YOUR TASK
Reprint the entries without altering anything.
START GIVEN ENTRIES
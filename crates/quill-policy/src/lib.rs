//! Longest-prefix directory access policy.
//!
//! A token carries an ordered list of allow/deny directory rules. For a
//! candidate path, every rule whose prefix is an ancestor of (or equal to)
//! the path is in play; the longest prefix wins, and a tie at equal length
//! breaks toward deny. A token with no rules is allowed everywhere within
//! its tier's scope — rules carve exceptions, they do not define the scope.
//!
//! Tier gating of whole operation categories happens in the dispatcher
//! before this evaluator is consulted.

#![deny(unsafe_code)]
#![deny(missing_docs)]
#![deny(clippy::unwrap_used)]
#![cfg_attr(test, allow(clippy::unwrap_used))]

use quill_core::{CapabilityToken, RuleEffect};
use tracing::trace;

/// Whether `prefix` is an ancestor of (or equal to) `path`.
///
/// Both are canonical paths. The empty prefix is the vault root and matches
/// everything; otherwise the match must end on a `/` segment boundary, so
/// `secret` does not match `secrets.md`.
#[must_use]
pub fn is_ancestor(prefix: &str, path: &str) -> bool {
    if prefix.is_empty() {
        return true;
    }
    match path.strip_prefix(prefix) {
        Some(rest) => rest.is_empty() || rest.starts_with('/'),
        None => false,
    }
}

/// Evaluate the token's directory rules against a canonical path.
///
/// Returns `true` when the path is visible to the token.
#[must_use]
pub fn is_allowed(path: &str, token: &CapabilityToken) -> bool {
    let path = path.trim_matches('/');

    let mut best_len: Option<usize> = None;
    let mut best_effect = RuleEffect::Allow;
    for rule in &token.directory_rules {
        if !is_ancestor(&rule.prefix, path) {
            continue;
        }
        let len = rule.prefix.len();
        match best_len {
            Some(best) if len < best => {}
            Some(best) if len == best => {
                // Fail closed on equally specific rules.
                if rule.effect == RuleEffect::Deny {
                    best_effect = RuleEffect::Deny;
                }
            }
            _ => {
                best_len = Some(len);
                best_effect = rule.effect;
            }
        }
    }

    let allowed = best_effect == RuleEffect::Allow;
    if !allowed {
        trace!(path, "path denied by directory rule");
    }
    allowed
}

#[cfg(test)]
mod tests {
    use super::*;
    use quill_core::{CapabilityTier, DirectoryRule};

    fn token_with(rules: Vec<DirectoryRule>) -> CapabilityToken {
        CapabilityToken::new("t", CapabilityTier::Full).with_rules(rules)
    }

    #[test]
    fn test_empty_rules_allow_everywhere() {
        let token = token_with(vec![]);
        assert!(is_allowed("anything/at/all.md", &token));
    }

    #[test]
    fn test_longest_prefix_wins() {
        // Root allow, subtree deny: the more specific rule governs.
        let token = token_with(vec![
            DirectoryRule::allow("/"),
            DirectoryRule::deny("/secret"),
        ]);
        assert!(!is_allowed("secret/x", &token));
        assert!(!is_allowed("secret", &token));
        assert!(is_allowed("public/x", &token));
    }

    #[test]
    fn test_deny_then_allow_deeper() {
        let token = token_with(vec![
            DirectoryRule::deny("private"),
            DirectoryRule::allow("private/shared"),
        ]);
        assert!(is_allowed("private/shared/doc.md", &token));
        assert!(!is_allowed("private/other.md", &token));
    }

    #[test]
    fn test_tie_breaks_toward_deny() {
        let token = token_with(vec![
            DirectoryRule::allow("dir"),
            DirectoryRule::deny("dir"),
        ]);
        assert!(!is_allowed("dir/x.md", &token));
    }

    #[test]
    fn test_prefix_requires_segment_boundary() {
        let token = token_with(vec![DirectoryRule::deny("secret")]);
        assert!(!is_allowed("secret/x.md", &token));
        // A sibling file that merely shares the string prefix is unaffected.
        assert!(is_allowed("secrets.md", &token));
    }

    #[test]
    fn test_is_ancestor() {
        assert!(is_ancestor("", "a/b"));
        assert!(is_ancestor("a", "a/b"));
        assert!(is_ancestor("a/b", "a/b"));
        assert!(!is_ancestor("a/b", "a"));
        assert!(!is_ancestor("a", "ab"));
    }
}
END GIVEN ENTRIES
ANSWER TO THIS TASK
filename crates/quill-policy/src/lib.rs
//! Longest-prefix directory access policy.
//!
//! A token carries an ordered list of allow/deny directory rules. For a
//! candidate path, every rule whose prefix is an ancestor of (or equal to)
//! the path is in play; the longest prefix wins, and a tie at equal length
//! breaks toward deny. A token with no rules is allowed everywhere within
//! its tier's scope — rules carve exceptions, they do not define the scope.
//!
//! Tier gating of whole operation categories happens in the dispatcher
//! before this evaluator is consulted.

#![deny(unsafe_code)]
#![deny(missing_docs)]
#![deny(clippy::unwrap_used)]
#![cfg_attr(test, allow(clippy::unwrap_used))]

use quill_core::{CapabilityToken, RuleEffect};
use tracing::trace;

/// Whether `prefix` is an ancestor of (or equal to) `path`.
///
/// Both are canonical paths. The empty prefix is the vault root and matches
/// everything; otherwise the match must end on a `/` segment boundary, so
/// `secret` does not match `secrets.md`.
#[must_use]
pub fn is_ancestor(prefix: &str, path: &str) -> bool {
    if prefix.is_empty() {
        return true;
    }
    match path.strip_prefix(prefix) {
        Some(rest) => rest.is_empty() || rest.starts_with('/'),
        None => false,
    }
}

/// Evaluate the token's directory rules against a canonical path.
///
/// Returns `true` when the path is visible to the token.
#[must_use]
pub fn is_allowed(path: &str, token: &CapabilityToken) -> bool {
    let path = path.trim_matches('/');

    let mut best_len: Option<usize> = None;
    let mut best_effect = RuleEffect::Allow;
    for rule in &token.directory_rules {
        if !is_ancestor(&rule.prefix, path) {
            continue;
        }
        let len = rule.prefix.len();
        match best_len {
            Some(best) if len < best => {}
            Some(best) if len == best => {
                // Fail closed on equally specific rules.
                if rule.effect == RuleEffect::Deny {
                    best_effect = RuleEffect::Deny;
                }
            }
            _ => {
                best_len = Some(len);
                best_effect = rule.effect;
            }
        }
    }

    let allowed = best_effect == RuleEffect::Allow;
    if !allowed {
        trace!(path, "path denied by directory rule");
    }
    allowed
}

#[cfg(test)]
mod tests {
    use super::*;
    use quill_core::{CapabilityTier, DirectoryRule};

    fn token_with(rules: Vec<DirectoryRule>) -> CapabilityToken {
        CapabilityToken::new("t", CapabilityTier::Full).with_rules(rules)
    }

    #[test]
    fn test_empty_rules_allow_everywhere() {
        let token = token_with(vec![]);
        assert!(is_allowed("anything/at/all.md", &token));
    }

    #[test]
    fn test_longest_prefix_wins() {
        // Root allow, subtree deny: the more specific rule governs.
        let token = token_with(vec![
            DirectoryRule::allow("/"),
            DirectoryRule::deny("/secret"),
        ]);
        assert!(!is_allowed("secret/x", &token));
        assert!(!is_allowed("secret", &token));
        assert!(is_allowed("public/x", &token));
    }

    #[test]
    fn test_deny_then_allow_deeper() {
        let token = token_with(vec![
            DirectoryRule::deny("private"),
            DirectoryRule::allow("private/shared"),
        ]);
        assert!(is_allowed("private/shared/doc.md", &token));
        assert!(!is_allowed("private/other.md", &token));
    }

    #[test]
    fn test_tie_breaks_toward_deny() {
        let token = token_with(vec![
            DirectoryRule::allow("dir"),
            DirectoryRule::deny("dir"),
        ]);
        assert!(!is_allowed("dir/x.md", &token));
    }

    #[test]
    fn test_prefix_requires_segment_boundary() {
        let token = token_with(vec![DirectoryRule::deny("secret")]);
        assert!(!is_allowed("secret/x.md", &token));
        // A sibling file that merely shares the string prefix is unaffected.
        assert!(is_allowed("secrets.md", &token));
    }

    #[test]
    fn test_is_ancestor() {
        assert!(is_ancestor("", "a/b"));
        assert!(is_ancestor("a", "a/b"));
        assert!(is_ancestor("a/b", "a/b"));
        assert!(!is_ancestor("a/b", "a"));
        assert!(!is_ancestor("a", "ab"));
    }
}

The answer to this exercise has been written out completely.